Orkney Islands are located off the far northern tip of Scotland and are most often accessed by a boat ride of some sort. This archipelago consists of approximately 70 islands, and 20 of these are inhabited. The "Mainland" is the largest island with its administrative center in the town of Kirkwall. The islands have been inhabited for at least 5,000 years, and there is a rich heritage of prehistoric archeological excavations here. These are called the "Heart of Neolithic Orkney" and are protected as a UNESCO World Heritage Site. Orkney Islands tourism draws many people to these fascinating sites.
The Orkney Islands Scotland prehistoric sites that are named in the UNESCO inscription are located on the Mainland. There is the large chambered tomb (Maes Howe), the Stones of Stenness and the Ring of Brodgar ceremonial circles, the settlement of Skara Brae, and a number of unexcavated sites. The island of Rousay lies just a couple thousand feet off the Mainland, and boasts a number of notable prehistoric sites as well. These are primarily impressive Iron Age cairns and brochs, sophisticated drystone hollow wall structures unique to Scotland and the Scottish Highlands.

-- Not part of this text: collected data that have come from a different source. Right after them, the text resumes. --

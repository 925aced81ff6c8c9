//! Criterion benchmark for a full simulation tick against a mapped state file.

use criterion::{criterion_group, criterion_main, Criterion};
use vivarium_bench::populated_context;
use vivarium_sim::NullHost;

/// Benchmark: advance a world of 1K creatures and 2K particles by one tick.
fn bench_advance_reference(c: &mut Criterion) {
    let dir = tempfile::tempdir().unwrap();
    let mut ctx = populated_context(&dir.path().join("bench.state"), 42, 1000, 2000).unwrap();

    c.bench_function("advance_1k_creatures_2k_particles", |b| {
        b.iter(|| ctx.advance(&mut NullHost).unwrap());
    });

    ctx.finalize(&mut NullHost, false).unwrap();
}

criterion_group!(benches, bench_advance_reference);
criterion_main!(benches);
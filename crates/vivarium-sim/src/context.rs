//! The explicit simulation context.
//!
//! [`SimContext`] owns the mapped [`State`], the shell tables for both
//! grids and the configuration. Every operation goes through it; there is
//! no global state.

use std::time::Instant;

use glam::{Vec2, Vec3};
use vivarium_arena::{ArenaOrigin, Persistent, PoolError, StateArena};
use vivarium_core::ObjectId;
use vivarium_space::{EdgeBehavior, Hashspace, Planar, ShellTable, Volumetric};

use crate::config::SimConfig;
use crate::diffusion::{cell_of, diffuse};
use crate::error::SimError;
use crate::host::Host;
use crate::layout::{
    CREATURE_GRID_RESOLUTION, MAX_CREATURES, MAX_PARTICLES, PARTICLE_GRID_RESOLUTION,
};
use crate::metrics::TickMetrics;
use crate::species::Species;
use crate::state::{Creature, CreatureStore, Particle, ParticleStore, State};

/// Read-only view of the creature grid.
pub type CreatureGrid<'a> = Hashspace<'a, Planar, &'a CreatureStore>;

/// Read-only view of the particle grid.
pub type ParticleGrid<'a> = Hashspace<'a, Volumetric, &'a ParticleStore>;

/// Owner of all simulation state for one run.
pub struct SimContext {
    config: SimConfig,
    workers: usize,
    arena: StateArena<State>,
    creature_shells: ShellTable,
    particle_shells: ShellTable,
    sediment: Vec<[f32; 2]>,
    last_metrics: TickMetrics,
}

The Orkney Islands were conquered Norway in 875 AD and were ceded to Scotland in 1472. You can fly to Kirkwall Orkney Islands Scotland from Aberdeen, Edinburgh, Glasgow, and Inverness on the Scottish mainland, in addition to Shetland Island located even farther to the north. From here, there are flights to the larger inhabited islands. Among these flights is what is reputed to be the shortest scheduled passenger flight in the world. The flight from Westray to Papa Westray takes two minutes, or just one if the wind is right.

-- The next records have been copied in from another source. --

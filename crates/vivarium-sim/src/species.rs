//! Tagged per-species creature data.
//!
//! Each creature stores a [`SpeciesRecord`]: a discriminator plus three
//! words of payload. The payload is only ever read through
//! [`SpeciesRecord::decode`], which picks the interpretation from the tag.

use bytemuck::{Pod, Zeroable};
use vivarium_core::{ObjectId, NIL};

use crate::error::SimError;

/// Species discriminator as stored on disk.
#[repr(u32)]
#[derive(Clone, Copy, Debug, PartialEq, Eq, Hash)]
pub enum SpeciesTag {
    /// Forager that lays pheromone while carrying food.
    Ant = 1,
    /// Hunter that tracks a single target.
    Predator = 2,
    /// Stationary spore producer.
    Fungus = 3,
}

impl SpeciesTag {
    /// Inverse of `tag as u32`.
    pub fn from_raw(raw: u32) -> Option<Self> {
        match raw {
            1 => Some(Self::Ant),
            2 => Some(Self::Predator),
            3 => Some(Self::Fungus),
            _ => None,
        }
    }
}

/// Decoded species state.
#[derive(Clone, Copy, Debug, PartialEq)]
pub enum Species {
    /// An ant.
    Ant {
        /// Whether it is carrying food (and so lays pheromone).
        carrying: bool,
        /// Heading in radians.
        heading: f32,
    },
    /// A predator.
    Predator {
        /// Creature being chased, if any.
        target: Option<ObjectId>,
        /// Hunger in `[0, 1]`.
        hunger: f32,
    },
    /// A fungus.
    Fungus {
        /// Ticks until the next spore release.
        spore_timer: u32,
        /// Stored energy.
        energy: f32,
    },
}

impl Species {
    /// The discriminator for this variant.
    pub fn tag(&self) -> SpeciesTag {
        match self {
            Self::Ant { .. } => SpeciesTag::Ant,
            Self::Predator { .. } => SpeciesTag::Predator,
            Self::Fungus { .. } => SpeciesTag::Fungus,
        }
    }

    /// The on-disk form.
    pub fn encode(&self) -> SpeciesRecord {
        let payload = match *self {
            Self::Ant { carrying, heading } => [u32::from(carrying), heading.to_bits(), 0],
            Self::Predator { target, hunger } => {
                [target.map_or(NIL, |id| id.0), hunger.to_bits(), 0]
            }
            Self::Fungus {
                spore_timer,
                energy,
            } => [spore_timer, energy.to_bits(), 0],
        };
        SpeciesRecord {
            tag: self.tag() as u32,
            payload,
        }
    }
}

/// Persisted species discriminator and payload.
#[repr(C)]
#[derive(Clone, Copy, Debug, Default, PartialEq, Eq, Pod, Zeroable)]
pub struct SpeciesRecord {
    /// Raw [`SpeciesTag`]; zero for a vacant slot.
    pub tag: u32,
    /// Interpretation depends on `tag`.
    pub payload: [u32; 3],
}

impl SpeciesRecord {
    /// Interpret the payload according to the tag.
    pub fn decode(&self) -> Result<Species, SimError> {
        let [a, b, _] = self.payload;
        match SpeciesTag::from_raw(self.tag) {
            Some(SpeciesTag::Ant) => Ok(Species::Ant {
                carrying: a != 0,
                heading: f32::from_bits(b),
            }),
            Some(SpeciesTag::Predator) => Ok(Species::Predator {
                target: (a != NIL).then_some(ObjectId(a)),
                hunger: f32::from_bits(b),
            }),
            Some(SpeciesTag::Fungus) => Ok(Species::Fungus {
                spore_timer: a,
                energy: f32::from_bits(b),
            }),
            None => Err(SimError::UnknownSpecies { tag: self.tag }),
        }
    }
}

Other than these flights, Orkney Islands tourism relies on boats. There are frequent ferries from the Scottish mainland and on to the Shetlands. The shortest ferry route from the mainland is from the far northern towns of Thurso, Scrabster, and Gills Bay. The longest ferry route is between Aberdeen and Kirkwall.
Known as the Royal Burgh, Kirkwall is the Orkney Islands capital. Virtually everyone who visits the islands will end up in here for a time. Things to see include one of the country's cathedrals. Construction on S. Magnus Cathedral began in 1137, and it is made of distinctive red sandstone. Across from the cathedral are the equally impressive ruins of the Bishop's Palace and Earl's Palace, both dating to the seventeenth century. You can get a taste of traditional whiskey at the Highland Park Distillery that offers tours during the spring and summer.
This is a very remote region, but steady growth in Orkney Islands tourism has helped a growing number of hotels to prosper. The largest number of these are located in Kirkwall and in other Mainland communities along the coast. But there are prestigious accommodations to be had on other islands as well. You can try Balfour Castle on Shapinsay Island. This is a 52-room stately home that was built in 1847 and today is a truly unique bed and breakfast lodging that can accommodate only 18 guests. The house is furnished in period antiques, and the expansive grounds are quite beautiful. If this is a bit out of your league, you can try one of the two hostels in Kirkwall or enjoy camping in truly beautiful surroundings. There are several camp sites on different islands, and most of them offer caravan sites with electricity.
Most of the most popular things to do on the Orkney Islands Scotland involve outdoor activities. There is excellent fishing, including sea trout fishing. There are many hiking trails and footpaths, as well as cycling paths. There is horseback riding and birdwatching. This is prime territory for spotting puffins, as well as osprey, eagles, owls, and a variety of sea birds. If lucky, you might catch a glimpse of orca whales. More commonly spotted are playful dolphins.